1st Platoon, A Battery, 3rd Battalion, 17th Field Artillery Regiment, 5th Stryker Brigade Combat Team, 2nd Infantry Division, has always excelled at adapting to change. This was particularly evident when the platoon moved from Forward Operating Base Wolverine in Zabul Province, Afghanistan to FOB Price in Helmand Province to support the brigade’s new mission; providing freedom of movement for the Afghan people along major highways. An advance party of approximately 15 soldiers arrived at FOB Price at the beginning of January.
Danish and British troops were already at FOB Price, so Stryker soldiers occupied an area outside of the existing infrastructure and had to establish living facilities. Until they were able to develop their own life support, they borrowed heavily from the Danish and British contingents. Soldiers slept in the British transient tents and were only allowed to eat at the British dining facility once every three days. Conditions weren’t perfect but 1st Platoon made do.

The first thing they did was build a firing point and Fire Direction Center (FDC). 1st Platoon has always tried to set the standard whenever possible, so they made the choice to go above and beyond in establishing the position with limited resources and supplies. Four carpenters from the platoon erected the FDC shelter with scavenged wood and built a well-constructed, professional looking structure. The rest of the advance party filled sandbags and stood up seven-foot Hesco barriers around the firing point perimeter. In about a week they had two outstanding firing positions and a fully functional FDC before they were at full strength as a platoon. They were in position, ready to provide indirect fire support with an established firing point infrastructure before they had their own sleep tents or dining facility.

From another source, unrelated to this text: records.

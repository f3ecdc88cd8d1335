pub mod archive;
pub mod battle;
pub mod chat;
pub mod creature;
pub mod events;
pub mod guided;
pub mod image_ref;
pub mod locale;
pub mod models;

pub use archive::{ArchiveEntry, ArchiveStore};
pub use battle::{BattleAnalysis, BattleResult};
pub use creature::{BehaviorTree, Codex, CreatureRecord, EngineData, Stats, Taxonomy, Trait};
pub use guided::{Category, GuidedSelections};
pub use image_ref::InlineImage;
pub use locale::Locale;
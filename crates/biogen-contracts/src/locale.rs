use std::fmt;
use std::str::FromStr;

use serde::{Deserialize, Serialize};

/// Output language for narrative fields.
#[derive(Debug, Clone, Copy, PartialEq, Eq, Hash, Default, Serialize, Deserialize)]
#[serde(rename_all = "lowercase")]
pub enum Locale {
    #[default]
    En,
    Ko,
}

impl Locale {
    pub fn tag(self) -> &'static str {
        match self {
            Self::En => "en",
            Self::Ko => "ko",
        }
    }

    /// Upper-case language name used inside instruction preambles.
    pub fn instruction_name(self) -> &'static str {
        match self {
            Self::En => "ENGLISH",
            Self::Ko => "KOREAN",
        }
    }

    pub fn display_name(self) -> &'static str {
        match self {
            Self::En => "English",
            Self::Ko => "Korean",
        }
    }
}

impl fmt::Display for Locale {
    fn fmt(&self, f: &mut fmt::Formatter<'_>) -> fmt::Result {
        f.write_str(self.tag())
    }
}

impl FromStr for Locale {
    type Err = String;

    fn from_str(raw: &str) -> Result<Self, Self::Err> {
        match raw.trim().to_ascii_lowercase().as_str() {
            "en" | "english" => Ok(Self::En),
            "ko" | "kr" | "korean" => Ok(Self::Ko),
            other => Err(format!("unsupported locale '{other}' (expected en or ko)")),
        }
    }
}

#[cfg(test)]
mod tests {
    use super::Locale;

    #[test]
    fn parses_tags_case_insensitively() {
        assert_eq!("EN".parse::<Locale>(), Ok(Locale::En));
        assert_eq!(" kr ".parse::<Locale>(), Ok(Locale::Ko));
        assert_eq!("korean".parse::<Locale>(), Ok(Locale::Ko));
    }

    #[test]
    fn rejects_unknown_tags() {
        let err = "fr".parse::<Locale>().unwrap_err();
        assert_eq!(err, "unsupported locale 'fr' (expected en or ko)");
    }

    #[test]
    fn serializes_as_lowercase_tag() -> anyhow::Result<()> {
        assert_eq!(serde_json::to_string(&Locale::Ko)?, "\"ko\"");
        assert_eq!(Locale::Ko.to_string(), "ko");
        Ok(())
    }
}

Once the rest of the platoon arrived and were able to function as an artillery unit I was able to determine what medical resources were available to us. There was a Danish medical center already at FOB Price and I took the opportunity to introduce myself. I was apparently the first American to make the attempt of working with them. After getting to know them they taught me their procedures, which included my first experience with an IO (an IV done through the bone).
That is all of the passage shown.